Moreover, he called for a “return to regular order.” He offered this moment as an opportunity to move past the partisan warfare of the past, and to achieve common ground that could actually improve the country’s healthcare system. It was a moving, if somewhat mystifying, political moment.

It isn’t an overstatement to say that the reaction to this speech by most of my fellow progressives was one of profound cynicism. These were nice words, sure, but he’d offered them only after voting to allow the process of repealing Obamacare to proceed. It was asserted that instead of being a shining example of statesmanship, McCain had shown himself to be a hypocrite, and a devout partisan.

But sometimes, it seems to me, we are too quick to react, and too slow to reflect; too quick to condemn, and too slow to hope. Or maybe that’s my naiveté. Maybe, as David Foster Wallace wondered in his 2000 McCain essay, there are no more leaders out there, only salesmen, and the best way to relate to politics is to adopt a posture of bemused detachment. It’s all bull shit, anyway.

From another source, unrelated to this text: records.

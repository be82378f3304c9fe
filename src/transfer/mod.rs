//! Transfer orchestrator
//!
//! Sequences the copy, paste, import and export pipelines:
//!
//! - paste: clipboard read -> `before_paste` -> decode -> validate ->
//!   `after_paste` -> sink
//! - copy: source -> `before_copy` -> encode -> clipboard write ->
//!   `after_copy`
//! - import: file read -> grid decode -> validate
//! - export: `before_copy` -> grid encode -> file download -> `after_copy`
//!
//! A failure anywhere in a pipeline is logged, handed to
//! [`TransferHooks::on_error`] and returned. Validation failures are not
//! errors: the report is logged and returned alongside the data.

mod hooks;

pub use hooks::{NoHooks, TransferHooks};

use crate::codec::{delimited, grid};
use crate::config::TransferOptions;
use crate::error::{HookStage, PortError, TransferError, TransferResult};
use crate::models::{Column, TableSnapshot};
use crate::ports::{ClipboardPort, FilePort, TableAdapter};
use crate::validation::{DataValidator, ValidationReport};
use tracing::{debug, error, info, warn};

/// Decoded data together with its validation report
#[derive(Debug, Clone, PartialEq)]
pub struct Pasted {
    pub snapshot: TableSnapshot,
    pub report: ValidationReport,
}

fn hook_error(stage: HookStage) -> impl FnOnce(anyhow::Error) -> TransferError {
    move |source| TransferError::Hook { stage, source }
}

fn adapter_error<A: TableAdapter + ?Sized>(adapter: &A) -> impl FnOnce(PortError) -> TransferError {
    let name = adapter.name().to_string();
    move |source| TransferError::Adapter {
        adapter: name,
        source,
    }
}

/// Moves table data between adapters, the clipboard and files
pub struct TransferOrchestrator<C, F> {
    options: TransferOptions,
    hooks: Box<dyn TransferHooks>,
    validator: DataValidator,
    clipboard: C,
    files: F,
}

impl<C: ClipboardPort, F: FilePort> TransferOrchestrator<C, F> {
    /// Create an orchestrator with default options, no hooks and no rules
    pub fn new(clipboard: C, files: F) -> Self {
        Self {
            options: TransferOptions::default(),
            hooks: Box::new(NoHooks),
            validator: DataValidator::new(),
            clipboard,
            files,
        }
    }

    /// Replace the options; delimiters are checked first
    pub fn with_options(mut self, options: TransferOptions) -> TransferResult<Self> {
        self.options = options.checked()?;
        Ok(self)
    }

    pub fn with_hooks(mut self, hooks: impl TransferHooks + 'static) -> Self {
        self.hooks = Box::new(hooks);
        self
    }

    pub fn with_validator(mut self, validator: DataValidator) -> Self {
        self.validator = validator;
        self
    }

    pub fn set_hooks(&mut self, hooks: impl TransferHooks + 'static) {
        self.hooks = Box::new(hooks);
    }

    pub fn options(&self) -> &TransferOptions {
        &self.options
    }

    pub fn options_mut(&mut self) -> &mut TransferOptions {
        &mut self.options
    }

    pub fn validator(&self) -> &DataValidator {
        &self.validator
    }

    pub fn validator_mut(&mut self) -> &mut DataValidator {
        &mut self.validator
    }

    pub fn clipboard(&self) -> &C {
        &self.clipboard
    }

    pub fn files(&self) -> &F {
        &self.files
    }

    /// Validate a snapshot with the registered rules
    pub fn validate(&self, snapshot: &TableSnapshot) -> ValidationReport {
        self.validator.validate(snapshot)
    }

    // ---- paste ----

    /// Read the clipboard and decode it against `columns`
    pub async fn paste_from_clipboard(&self, columns: &[Column]) -> TransferResult<Pasted> {
        let result = self.paste_pipeline(columns).await;
        self.observe("paste", result)
    }

    /// Paste the clipboard over the whole of `adapter`
    pub async fn paste_into<A: TableAdapter + ?Sized>(
        &self,
        adapter: &A,
        columns: &[Column],
    ) -> TransferResult<Pasted> {
        let result = async {
            let pasted = self.paste_pipeline(columns).await?;
            adapter
                .set_snapshot(pasted.snapshot.clone())
                .await
                .map_err(adapter_error(adapter))?;
            Ok::<_, TransferError>(pasted)
        }
        .await;
        self.observe("paste", result)
    }

    /// Paste the clipboard into the rows selected in `adapter`
    pub async fn paste_into_selection<A: TableAdapter + ?Sized>(
        &self,
        adapter: &A,
        columns: &[Column],
    ) -> TransferResult<Pasted> {
        let Some(selection) = adapter.selection() else {
            return Err(TransferError::unsupported(adapter.name(), "selection paste"));
        };

        let result = async {
            let pasted = self.paste_pipeline(columns).await?;
            selection
                .set_selected_snapshot(pasted.snapshot.clone())
                .await
                .map_err(adapter_error(adapter))?;
            Ok::<_, TransferError>(pasted)
        }
        .await;
        self.observe("paste", result)
    }

    async fn paste_pipeline(&self, columns: &[Column]) -> TransferResult<Pasted> {
        let payload = self.clipboard.read().await?;
        let payload = self
            .hooks
            .before_paste(payload)
            .await
            .map_err(hook_error(HookStage::BeforePaste))?;

        let snapshot = delimited::deserialize_payload(&payload, columns, &self.options);
        let report = self.check(&snapshot);

        self.hooks
            .after_paste(&snapshot)
            .await
            .map_err(hook_error(HookStage::AfterPaste))?;

        info!("Pasted {} rows from clipboard", snapshot.row_count());
        Ok(Pasted { snapshot, report })
    }

    // ---- copy ----

    /// Encode a snapshot and write it to the clipboard
    pub async fn copy_to_clipboard(&self, snapshot: TableSnapshot) -> TransferResult<()> {
        let result = self.copy_pipeline(snapshot).await;
        self.observe("copy", result)
    }

    /// Copy the whole of `adapter`
    pub async fn copy_from<A: TableAdapter + ?Sized>(&self, adapter: &A) -> TransferResult<()> {
        let result = async {
            let snapshot = adapter.get_snapshot().await.map_err(adapter_error(adapter))?;
            self.copy_pipeline(snapshot).await
        }
        .await;
        self.observe("copy", result)
    }

    /// Copy the rows selected in `adapter`
    pub async fn copy_selection_from<A: TableAdapter + ?Sized>(
        &self,
        adapter: &A,
    ) -> TransferResult<()> {
        let Some(selection) = adapter.selection() else {
            return Err(TransferError::unsupported(adapter.name(), "selection copy"));
        };

        let result = async {
            let snapshot = selection
                .get_selected_snapshot()
                .await
                .map_err(adapter_error(adapter))?;
            self.copy_pipeline(snapshot).await
        }
        .await;
        self.observe("copy", result)
    }

    async fn copy_pipeline(&self, snapshot: TableSnapshot) -> TransferResult<()> {
        let snapshot = self
            .hooks
            .before_copy(snapshot)
            .await
            .map_err(hook_error(HookStage::BeforeCopy))?;

        let payload = delimited::to_payload(&snapshot, &self.options);
        self.clipboard.write(&payload).await?;

        self.hooks
            .after_copy(&snapshot)
            .await
            .map_err(hook_error(HookStage::AfterCopy))?;

        info!("Copied {} rows to clipboard", snapshot.row_count());
        Ok(())
    }

    // ---- files ----

    /// Read a spreadsheet file and decode it against `columns`
    pub async fn import_from_file(&self, file: &str, columns: &[Column]) -> TransferResult<Pasted> {
        let result = self.import_pipeline(file, columns).await;
        self.observe("import", result)
    }

    /// Import a file over the whole of `adapter`
    pub async fn import_into<A: TableAdapter + ?Sized>(
        &self,
        adapter: &A,
        file: &str,
        columns: &[Column],
    ) -> TransferResult<Pasted> {
        let result = async {
            let pasted = self.import_pipeline(file, columns).await?;
            adapter
                .set_snapshot(pasted.snapshot.clone())
                .await
                .map_err(adapter_error(adapter))?;
            Ok::<_, TransferError>(pasted)
        }
        .await;
        self.observe("import", result)
    }

    async fn import_pipeline(&self, file: &str, columns: &[Column]) -> TransferResult<Pasted> {
        let sheet = self.files.import_from(file).await?;
        let snapshot = grid::from_grid(&sheet, columns, &self.options);
        let report = self.check(&snapshot);

        info!("Imported {} rows from {}", snapshot.row_count(), file);
        Ok(Pasted { snapshot, report })
    }

    /// Encode a snapshot as a sheet and offer it for download
    ///
    /// `filename` defaults to `options.default_filename`.
    pub async fn export_to_file(
        &self,
        snapshot: TableSnapshot,
        filename: Option<&str>,
    ) -> TransferResult<()> {
        let result = self.export_pipeline(snapshot, filename).await;
        self.observe("export", result)
    }

    /// Export the whole of `adapter`
    pub async fn export_from<A: TableAdapter + ?Sized>(
        &self,
        adapter: &A,
        filename: Option<&str>,
    ) -> TransferResult<()> {
        let result = async {
            let snapshot = adapter.get_snapshot().await.map_err(adapter_error(adapter))?;
            self.export_pipeline(snapshot, filename).await
        }
        .await;
        self.observe("export", result)
    }

    async fn export_pipeline(
        &self,
        snapshot: TableSnapshot,
        filename: Option<&str>,
    ) -> TransferResult<()> {
        let filename = filename.unwrap_or(self.options.default_filename.as_str());

        let snapshot = self
            .hooks
            .before_copy(snapshot)
            .await
            .map_err(hook_error(HookStage::BeforeCopy))?;

        let sheet = grid::to_grid(&snapshot, &self.options);
        self.files.export_to(&sheet, filename).await?;

        self.hooks
            .after_copy(&snapshot)
            .await
            .map_err(hook_error(HookStage::AfterCopy))?;

        info!("Exported {} rows to {}", snapshot.row_count(), filename);
        Ok(())
    }

    // ---- shared ----

    fn check(&self, snapshot: &TableSnapshot) -> ValidationReport {
        let report = self.validator.validate(snapshot);
        if !report.valid {
            warn!("Data validation failed with {} errors", report.error_count());
            for err in &report.errors {
                debug!("Validation error: {}", err);
            }
        }
        report
    }

    fn observe<T>(&self, operation: &str, result: TransferResult<T>) -> TransferResult<T> {
        if let Err(e) = &result {
            error!("Transfer {} failed: {}", operation, e);
            self.hooks.on_error(e);
        }
        result
    }
}

#[cfg(test)]
mod tests {
    use super::*;
    use crate::models::{CellValue, ClipboardPayload, DataType, Row};
    use crate::ports::{MemoryClipboard, MemoryFilePort, MemoryTable};
    use std::cell::RefCell;
    use std::rc::Rc;

    fn block_on<F: std::future::Future>(future: F) -> F::Output {
        tokio::runtime::Builder::new_current_thread()
            .build()
            .unwrap()
            .block_on(future)
    }

    fn columns() -> Vec<Column> {
        vec![
            Column::new("name", "Name").with_type(DataType::String),
            Column::new("age", "Age").with_type(DataType::Number),
        ]
    }

    #[derive(Default)]
    struct Recorder {
        events: Rc<RefCell<Vec<String>>>,
        fail_before_paste: bool,
    }

    #[async_trait::async_trait(?Send)]
    impl TransferHooks for Recorder {
        async fn before_copy(&self, snapshot: TableSnapshot) -> anyhow::Result<TableSnapshot> {
            self.events.borrow_mut().push("before_copy".into());
            Ok(snapshot)
        }

        async fn after_copy(&self, _snapshot: &TableSnapshot) -> anyhow::Result<()> {
            self.events.borrow_mut().push("after_copy".into());
            Ok(())
        }

        async fn before_paste(&self, payload: ClipboardPayload) -> anyhow::Result<ClipboardPayload> {
            self.events.borrow_mut().push("before_paste".into());
            if self.fail_before_paste {
                anyhow::bail!("paste blocked");
            }
            Ok(payload)
        }

        fn on_error(&self, error: &TransferError) {
            self.events.borrow_mut().push(format!("on_error: {}", error));
        }
    }

    #[test]
    fn test_copy_writes_text_and_structured() {
        let orchestrator = TransferOrchestrator::new(MemoryClipboard::new(), MemoryFilePort::new());
        let snapshot = TableSnapshot::new(
            columns(),
            vec![Row::at(0).with("name", "Alice").with("age", 30.0)],
        );

        block_on(orchestrator.copy_to_clipboard(snapshot)).unwrap();

        let payload = orchestrator.clipboard().contents().unwrap();
        assert_eq!(payload.text, "Name\tAge\nAlice\t30");
        assert!(payload.structured.is_some());
    }

    #[test]
    fn test_hook_failure_reaches_on_error() {
        let events = Rc::new(RefCell::new(Vec::new()));
        let orchestrator =
            TransferOrchestrator::new(MemoryClipboard::with_text("Name\tAge"), MemoryFilePort::new())
                .with_hooks(Recorder {
                    events: events.clone(),
                    fail_before_paste: true,
                });

        let err = block_on(orchestrator.paste_from_clipboard(&columns())).unwrap_err();
        assert!(matches!(
            err,
            TransferError::Hook {
                stage: HookStage::BeforePaste,
                ..
            }
        ));
        assert_eq!(
            *events.borrow(),
            vec![
                "before_paste".to_string(),
                "on_error: Hook 'beforePaste' failed: paste blocked".to_string(),
            ]
        );
    }

    #[test]
    fn test_unsupported_selection_skips_pipeline() {
        let events = Rc::new(RefCell::new(Vec::new()));
        let orchestrator = TransferOrchestrator::new(MemoryClipboard::new(), MemoryFilePort::new())
            .with_hooks(Recorder {
                events: events.clone(),
                fail_before_paste: false,
            });
        let table = MemoryTable::new("plain", columns(), vec![]);

        let err = block_on(orchestrator.copy_selection_from(&table)).unwrap_err();
        assert!(err.is_unsupported());
        assert!(events.borrow().is_empty());
        assert!(orchestrator.clipboard().contents().is_none());
    }

    #[test]
    fn test_export_uses_default_filename_and_hooks() {
        let events = Rc::new(RefCell::new(Vec::new()));
        let orchestrator = TransferOrchestrator::new(MemoryClipboard::new(), MemoryFilePort::new())
            .with_hooks(Recorder {
                events: events.clone(),
                fail_before_paste: false,
            });
        let snapshot = TableSnapshot::new(
            columns(),
            vec![Row::at(0).with("name", "Bob").with("age", 41.0)],
        );

        block_on(orchestrator.export_to_file(snapshot, None)).unwrap();

        let downloads = orchestrator.files().downloads();
        assert_eq!(downloads.len(), 1);
        assert_eq!(downloads[0].filename, "export.xlsx");
        assert_eq!(downloads[0].grid.cells[1][1], CellValue::Number(41.0));
        assert_eq!(*events.borrow(), vec!["before_copy", "after_copy"]);
    }
}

But there was no way I was going to bed before the vote.

For what felt like hours, they still weren’t voting. This meant McConnell wasn’t sure he had the votes. Vice President Pence was there. He spent maybe twenty minutes lobbying McCain. Other Senators surrounded Murkowski.

Finally, the vote was underway. A knot formed in my stomach. Maybe his colleagues had gotten to McCain? Or – admittedly less likely – had Murkowski folded?

McCain’s name was called. He wasn’t there; he’d apparently taken a call from President Trump. When he reemerged, he voted no, to the sound of audible gasps on the Senate floor.

Collins and Murkowski, of course, stood their ground—and the repeal was defeated. Feeling that I’d witnessed a miracle, I couldn’t fall asleep for another hour.

In the days following the vote, much was made of the fact that the bar had been so lowered that McCain’s refusal to strip millions of healthcare was being heralded as heroism. Others objected to the fact that McCain, and not the two female Senators who were steadfast in their resistance from the beginning, was receiving the most attention. These objections weren’t wrong.  

But on this matter, I have little room for ambivalence in my heart. As he left the Capitol that night, McCain was asked why he voted the way he did. “I felt it was the right thing to do,” he said.

And it was.  

Thus concluded a story stretching back to November 8, a story of organized resistance, of Americans telling their health care stories, of people with disabilities refusing to leave Senators’ offices, of 48 Democratic Senators—including Senators from states Trump won—refusing to give an inch, of two Republican women defying their party for the good of their constituents, and of a cancer-stricken American hero, to the chagrin of his Republican colleagues, doing the right thing when it really counted.